The Trump administration on Thursday moved to protect the rights of clinicians who object to participating in abortions with a regulation intended to safeguard those with religious and moral objections.
President Donald Trump made the announcement during a speech in the White House Rose Garden to mark the National Day of Prayer.
"Just today we finalized new protections of conscience rights for physicians, pharmacists, nurses, teachers, students and faith-based charities," Trump said. "They've been wanting to do that for a long time."
The conscience rule was a priority for religious conservatives who are a key part of Trump's political base, but some critics fear it will become a pretext for denying medical care to LGBT people.

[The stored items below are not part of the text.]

//! Rotation and steering helpers shared by every motion strategy.
//!
//! Orientation is an angle in degrees, `[0, 360)`, measured from the
//! canonical "up" vector `(0, 1)` winding counter-clockwise.

use glam::Vec2;

/// Facing angle for a direction vector, degrees in `[0, 360)`.
///
/// Winds so that a target right of "up" takes the long way around
/// (`360 - angle`). Enemy turning is tuned around this convention; do not
/// replace it with a shortest-path equivalent.
pub fn facing_deg(dir: Vec2) -> f32 {
    let d = dir.normalize_or_zero();
    if d == Vec2::ZERO {
        return 0.0;
    }
    let angle = d.dot(Vec2::Y).clamp(-1.0, 1.0).acos().to_degrees();
    if d.x > 0.0 { 360.0 - angle } else { angle }
}

/// Unit direction for a facing angle (the actor's local "up").
#[inline]
pub fn heading(rot_deg: f32) -> Vec2 {
    let r = rot_deg.to_radians();
    Vec2::new(-r.sin(), r.cos())
}

/// Wrap an angle into `[0, 360)`.
#[inline]
pub fn normalize_deg(deg: f32) -> f32 {
    deg.rem_euclid(360.0)
}

/// Signed smallest difference `to - from`, in `[-180, 180)`.
#[inline]
pub fn delta_deg(from: f32, to: f32) -> f32 {
    (to - from + 180.0).rem_euclid(360.0) - 180.0
}

/// Turn `current` toward `target` by at most `max_delta_deg` along the
/// shortest arc.
pub fn rotate_towards_deg(current: f32, target: f32, max_delta_deg: f32) -> f32 {
    let delta = delta_deg(current, target);
    let step = delta.clamp(-max_delta_deg.abs(), max_delta_deg.abs());
    normalize_deg(current + step)
}

/// One interpolation step: move fraction `t` (clamped to `[0, 1]`) of the
/// way along the shortest arc from `current` to `target`.
pub fn slerp_deg(current: f32, target: f32, t: f32) -> f32 {
    let delta = delta_deg(current, target);
    normalize_deg(current + delta * t.clamp(0.0, 1.0))
}

/// Lock-on test: true once two facings agree within the lock threshold.
/// Equivalent to a quaternion dot product `cos(delta / 2) > 0.999`.
#[inline]
pub fn aligned(a_deg: f32, b_deg: f32) -> bool {
    (delta_deg(a_deg, b_deg).to_radians() * 0.5).cos() > 0.999
}

/// Rotate a vector counter-clockwise by an angle in degrees.
pub fn rotate_vec(v: Vec2, deg: f32) -> Vec2 {
    let r = deg.to_radians();
    let (s, c) = r.sin_cos();
    Vec2::new(v.x * c - v.y * s, v.x * s + v.y * c)
}

/// Step `from` toward `to` by at most `max_step`, never overshooting.
pub fn move_towards(from: Vec2, to: Vec2, max_step: f32) -> Vec2 {
    let delta = to - from;
    let dist = delta.length();
    if dist <= max_step || dist <= f32::EPSILON {
        to
    } else {
        from + delta / dist * max_step
    }
}

#[cfg(test)]
mod tests {
    use super::*;

    fn approx(a: f32, b: f32) -> bool {
        (a - b).abs() < 1e-3
    }

    #[test]
    fn facing_winds_long_way_on_the_right() {
        // Left of up keeps the small angle.
        assert!(approx(facing_deg(Vec2::new(-1.0, 0.0)), 90.0));
        assert!(approx(facing_deg(Vec2::new(-1.0, 1.0)), 45.0));
        // Right of up takes 360 - angle.
        assert!(approx(facing_deg(Vec2::new(1.0, 0.0)), 270.0));
        assert!(approx(facing_deg(Vec2::new(1.0, 1.0)), 315.0));
        // Straight up and down.
        assert!(approx(facing_deg(Vec2::Y), 0.0));
        assert!(approx(facing_deg(Vec2::new(0.0, -1.0)), 180.0));
    }

    #[test]
    fn heading_round_trips_facing() {
        for deg in [0.0f32, 45.0, 90.0, 180.0, 270.0, 315.0] {
            let dir = heading(deg);
            assert!(approx(normalize_deg(facing_deg(dir)), normalize_deg(deg)));
        }
    }

    #[test]
    fn rotate_towards_caps_the_step() {
        let r = rotate_towards_deg(0.0, 90.0, 30.0);
        assert!(approx(r, 30.0));
        // Shortest arc across the wrap point.
        let r = rotate_towards_deg(350.0, 10.0, 30.0);
        assert!(approx(r, 10.0));
    }

    #[test]
    fn aligned_threshold_is_a_few_degrees() {
        assert!(aligned(10.0, 12.0));
        assert!(!aligned(10.0, 20.0));
    }

    #[test]
    fn rotate_vec_quarter_turn() {
        let v = rotate_vec(Vec2::Y, 90.0);
        assert!(approx(v.x, -1.0) && approx(v.y, 0.0));
    }

    #[test]
    fn move_towards_never_overshoots() {
        let p = move_towards(Vec2::ZERO, Vec2::new(10.0, 0.0), 3.0);
        assert!(approx(p.x, 3.0));
        let p = move_towards(Vec2::ZERO, Vec2::new(1.0, 0.0), 3.0);
        assert!(approx(p.x, 1.0));
    }
}
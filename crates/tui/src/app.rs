//! Terminal host for a preview session.
//!
//! Executes the session's commands against page-model documents the way the
//! browser host executes them against iframes.

use std::cell::RefCell;
use std::rc::Rc;

use anyhow::Result;
use screen_review_core::ports::{ListenerRegistration, StaticDocument, SurfaceDocument, TickQueue};
use screen_review_core::preview::SyncOutcome;
use screen_review_core::{CompareSession, Overlay, PreviewSession};
use screen_review_protocol::{
    Findings, LayoutMode, PreviewCommand, SurfaceId, SurfaceRole,
};

use crate::page::PageModel;

/// Vertical scroll step, in CSS pixels.
pub const SCROLL_STEP: f64 = 120.0;

/// A mounted surface as the terminal sees it.
#[derive(Debug)]
pub struct Pane {
    pub id: SurfaceId,
    pub label: String,
    pub width: u32,
    pub scale: f64,
    pub role: SurfaceRole,
    pub document: Rc<RefCell<StaticDocument>>,
    pub findings: Option<Findings>,
    /// False when the page model has no such screen; the pane is a placeholder.
    pub available: bool,
}

#[derive(Debug, Clone, PartialEq, Eq)]
pub enum InputMode {
    Normal,
    /// Typing a custom viewport width.
    CustomWidth(String),
}

pub struct App {
    pub page: PageModel,
    pub session: PreviewSession,
    pub frames: Vec<Pane>,
    pub empty_message: Option<String>,
    pub compare: Overlay<CompareSession>,
    pub input: InputMode,
    /// Last status or error line.
    pub status: Option<String>,
    selected: usize,
    ticks: TickQueue,
}

impl App {
    pub fn new(page: PageModel) -> Result<Self> {
        let host = page.host_context();
        let mut session = PreviewSession::open(&host, page.preview.clone())?;
        let commands = session.rebuild();
        let mut app = Self {
            page,
            session,
            frames: Vec::new(),
            empty_message: None,
            compare: Overlay::new(),
            input: InputMode::Normal,
            status: None,
            selected: 0,
            ticks: TickQueue::new(),
        };
        app.execute(commands);
        Ok(app)
    }

    pub fn layout(&self) -> LayoutMode {
        self.session.viewports().layout()
    }

    pub fn selected(&self) -> usize {
        self.selected
    }

    /// Apply session commands: mount documents, attach and load them.
    pub fn execute(&mut self, commands: Vec<PreviewCommand>) {
        for command in commands {
            match command {
                PreviewCommand::ClearSurfaces => {
                    self.frames.clear();
                    self.empty_message = None;
                    self.selected = 0;
                }
                PreviewCommand::SetLayout { .. } => {}
                PreviewCommand::MountSurface {
                    surface,
                    label,
                    width,
                    height,
                    scale,
                    role,
                    ..
                } => self.mount(surface, label, width, height, scale, role),
                PreviewCommand::SetScale { surface, scale } => {
                    if let Some(frame) = self.frames.iter_mut().find(|f| f.id == surface) {
                        frame.scale = scale;
                    }
                }
                PreviewCommand::ShowFindings { surface, findings } => {
                    if let Some(frame) = self.frames.iter_mut().find(|f| f.id == surface) {
                        frame.findings = Some(findings);
                    }
                }
                PreviewCommand::EmptyState { message } => self.empty_message = Some(message),
            }
        }
    }

    fn mount(
        &mut self,
        id: SurfaceId,
        label: String,
        width: u32,
        height: u32,
        scale: f64,
        role: SurfaceRole,
    ) {
        let screen_id = self.session.screen_id().to_string();
        let Some(screen) = self.page.screen(&screen_id) else {
            // Keep panes aligned with the session's surfaces.
            log::warn!("tui: no page model for screen {screen_id:?}");
            self.frames.push(Pane {
                id,
                label,
                width,
                scale,
                role,
                document: StaticDocument::new(f64::from(width), f64::from(height))
                    .inaccessible()
                    .shared(),
                findings: None,
                available: false,
            });
            return;
        };
        let document = screen.render(f64::from(width), f64::from(height)).shared();
        let attached = self.session.attach(
            id,
            Box::new(Rc::clone(&document)),
            ListenerRegistration::none(),
        );
        let findings = if attached {
            self.session.surface_loaded(id)
        } else {
            None
        };
        self.frames.push(Pane {
            id,
            label,
            width,
            scale,
            role,
            document,
            findings,
            available: true,
        });
    }

    /// Run a fallible session mutation, reporting errors on the status line.
    pub fn apply(
        &mut self,
        f: impl FnOnce(&mut PreviewSession) -> screen_review_core::ReviewResult<Vec<PreviewCommand>>,
    ) {
        match f(&mut self.session) {
            Ok(commands) => {
                self.status = None;
                self.execute(commands);
            }
            Err(err) => self.status = Some(err.to_string()),
        }
    }

    pub fn toggle_breakpoint(&mut self, index: usize) {
        self.apply(|s| s.toggle_breakpoint(index));
    }

    pub fn cycle_layout(&mut self) {
        let next = self.layout().next();
        self.apply(|s| Ok(s.set_layout(next)));
    }

    pub fn toggle_zoom(&mut self) {
        let enabled = !self.session.zoom_to_fit();
        self.apply(|s| Ok(s.set_zoom_to_fit(enabled)));
    }

    pub fn toggle_sync(&mut self) {
        let enabled = !self.session.sync_enabled();
        self.session.set_sync_enabled(enabled);
        self.status = Some(format!("scroll sync {}", if enabled { "on" } else { "off" }));
    }

    pub fn resize(&mut self, width: f64, height: f64) {
        self.apply(|s| Ok(s.set_container(width, height)));
    }

    /// Move the selection to the next frame; in focus layout, promote it.
    pub fn select_next(&mut self) {
        if self.frames.is_empty() {
            return;
        }
        let next = (self.selected + 1) % self.frames.len();
        if self.layout() == LayoutMode::Focus {
            self.apply(|s| s.promote(next));
        }
        self.selected = next.min(self.frames.len().saturating_sub(1));
    }

    pub fn submit_custom_width(&mut self, text: &str) {
        match text.trim().parse::<u32>() {
            Ok(width) => self.apply(|s| s.set_custom_width(width)),
            Err(_) => self.status = Some(format!("not a width: {text:?}")),
        }
    }

    /// Scroll the selected frame by `dy` and let sync follow.
    pub fn scroll_selected(&mut self, dy: f64) -> Option<SyncOutcome> {
        let frame = self.frames.get(self.selected)?;
        let id = frame.id;
        {
            let mut document = frame.document.borrow_mut();
            let (x, y) = (document.scroll_x, document.scroll_y + dy);
            document.scroll_to(x, y).ok()?;
        }
        self.session.surface_scrolled(id, &self.ticks)
    }

    /// Release per-tick state such as the scroll echo guard.
    pub fn tick(&self) {
        self.ticks.run_pending();
    }

    pub fn toggle_compare(&mut self) {
        let host = self.page.host_context();
        let screen = self.session.screen_id().to_string();
        let result = self.compare.toggle_with(|| {
            let mut compare = CompareSession::open(&host)?;
            compare.set_left(&screen)?;
            Ok(compare)
        });
        if let Err(err) = result {
            self.status = Some(err.to_string());
        }
    }
}

#[cfg(test)]
mod tests {
    use screen_review_protocol::IssueKind;

    use super::*;

    fn app() -> App {
        let page = PageModel::parse(
            br#"{
                "app": "shop",
                "selected": "home",
                "screens": {
                    "cart": { "height": 900 },
                    "home": {
                        "height": 3000,
                        "minWidth": 480,
                        "elements": [{ "left": 16, "width": 200, "textWidth": 260 }]
                    }
                }
            }"#,
        )
        .unwrap();
        App::new(page).unwrap()
    }

    #[test]
    fn opens_one_frame_per_default_breakpoint() {
        let app = app();
        let labels: Vec<&str> = app.frames.iter().map(|f| f.label.as_str()).collect();
        assert_eq!(labels, ["Mobile · 375px", "Tablet · 768px", "Laptop · 1280px"]);
        let mobile = app.frames[0].findings.as_ref().unwrap();
        assert!(mobile.has(IssueKind::Overflow));
        assert!(mobile.has(IssueKind::Truncation));
    }

    #[test]
    fn disabling_everything_shows_empty_state() {
        let mut app = app();
        for index in 0..3 {
            app.toggle_breakpoint(index);
        }
        assert!(app.frames.is_empty());
        assert!(app.empty_message.is_some());
    }

    #[test]
    fn out_of_range_custom_width_reports_status() {
        let mut app = app();
        app.submit_custom_width("90");
        assert!(app.status.as_deref().unwrap().contains("90"));
        assert_eq!(app.frames.len(), 3);

        app.submit_custom_width("1000");
        assert!(app.status.is_none());
        assert_eq!(app.frames.len(), 4);
    }

    #[test]
    fn scrolling_follows_in_other_frames() {
        let mut app = app();
        let outcome = app.scroll_selected(1000.0).unwrap();
        assert!(matches!(outcome, SyncOutcome::Propagated { targets: 2, .. }));
        assert!(app.frames[1].document.borrow().scroll_y > 0.0);
        app.tick();
    }

    #[test]
    fn compare_overlay_starts_on_current_screen() {
        let mut app = app();
        app.toggle_compare();
        let compare = app.compare.get().unwrap();
        assert_eq!(compare.left(), "home");
        assert!(app.compare.handle_key("Escape"));
    }

    #[test]
    fn missing_screen_keeps_panes_aligned_with_surfaces() {
        let page = PageModel::parse(
            br#"{
                "app": "shop",
                "selected": "ghost",
                "screens": { "home": { "height": 900 } }
            }"#,
        )
        .unwrap();
        let mut app = App::new(page).unwrap();
        assert_eq!(app.frames.len(), app.session.surfaces().len());
        assert!(app.frames.iter().all(|pane| !pane.available));

        app.select_next();
        assert_eq!(app.selected(), 1);
        assert!(app.scroll_selected(SCROLL_STEP).is_none());
    }
}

According to the Department of Health and Human Services, the rule requires hospitals, universities, clinics and other institutions that receive funding from federal programs such as Medicare and Medicaid to certify that they comply with some 25 federal laws protecting conscience and religious rights.
Most of these laws and provisions address medical procedures such as abortion, sterilization and assisted suicide.
Clinicians and institutions would not have to provide, participate in, pay for, cover or make referrals for procedures they object to on moral or religious grounds, HHS said. The rule also addresses conscience protections involving so-called advance directives that detail a patient's wishes for care at the end of life.
Asserting that previous administrations have not done enough to protect conscience rights in the medical field, HHS under Trump created a new division within its Office for Civil Rights to investigate complaints.